- [REQUIREMENT]
Given the records below, would you repeat exactly the lines that begin at the one containing "pub const fn is_settled(self)" and end at the one containing "fires if no", inclusive?

- [EXTRACTED ENTRIES]
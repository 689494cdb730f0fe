//! Submit status with timed auto-reset.

use std::fmt;
use std::sync::atomic::{AtomicU64, Ordering};
use std::sync::Arc;
use std::time::Duration;

use serde::Serialize;
use tokio::sync::watch;

/// Form controller status.
///
/// `Idle → Submitting → {Success, Error} → Idle`, where the last step happens
/// on its own after the configured reset delay.
#[derive(Debug, Clone, Copy, PartialEq, Eq, Serialize)]
#[serde(rename_all = "lowercase")]
pub enum SubmitStatus {
    Idle,
    Submitting,
    Success,
    Error,
}

impl SubmitStatus {
    pub const fn label(self) -> &'static str {
        match self {
            Self::Idle => "idle",
            Self::Submitting => "submitting",
            Self::Success => "success",
            Self::Error => "error",
        }
    }

    pub const fn is_settled(self) -> bool {
        matches!(self, Self::Success | Self::Error)
    }
}

impl fmt::Display for SubmitStatus {
    fn fmt(&self, f: &mut fmt::Formatter<'_>) -> fmt::Result {
        f.write_str(self.label())
    }
}

/// Publishes status changes and schedules the reset back to `Idle`.
///
/// Each transition bumps a generation counter; a reset timer only fires if no
/// newer transition happened while it slept.
#[derive(Debug, Clone)]
pub struct StatusTracker {
    sender: Arc<watch::Sender<SubmitStatus>>,
    generation: Arc<AtomicU64>,
    reset_delay: Duration,
}

impl StatusTracker {
    pub fn new(reset_delay: Duration) -> Self {
        let (sender, _) = watch::channel(SubmitStatus::Idle);
        Self {
            sender: Arc::new(sender),
            generation: Arc::new(AtomicU64::new(0)),
            reset_delay,
        }
    }

    pub fn current(&self) -> SubmitStatus {
        *self.sender.borrow()
    }

    pub fn subscribe(&self) -> watch::Receiver<SubmitStatus> {
        self.sender.subscribe()
    }

    pub fn begin(&self) {
        self.transition(SubmitStatus::Submitting);
    }

    /// Move to a terminal status and schedule the automatic reset.
    ///
    /// Must be called from within a tokio runtime.
    pub fn settle(&self, status: SubmitStatus) {
        debug_assert!(status.is_settled());
        let generation = self.transition(status);

        let sender = Arc::clone(&self.sender);
        let current_generation = Arc::clone(&self.generation);
        let delay = self.reset_delay;
        tokio::spawn(async move {
            tokio::time::sleep(delay).await;
            if current_generation.load(Ordering::SeqCst) == generation {
                sender.send_replace(SubmitStatus::Idle);
                tracing::debug!(from = %status, "Submit status reset to idle");
            }
        });
    }

    fn transition(&self, status: SubmitStatus) -> u64 {
        let generation = self.generation.fetch_add(1, Ordering::SeqCst) + 1;
        self.sender.send_replace(status);
        generation
    }
}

- [SOLUTION TO THE PROBLEM]
    pub const fn is_settled(self) -> bool {
        matches!(self, Self::Success | Self::Error)
    }
}

impl fmt::Display for SubmitStatus {
    fn fmt(&self, f: &mut fmt::Formatter<'_>) -> fmt::Result {
        f.write_str(self.label())
    }
}

/// Publishes status changes and schedules the reset back to `Idle`.
///
/// Each transition bumps a generation counter; a reset timer only fires if no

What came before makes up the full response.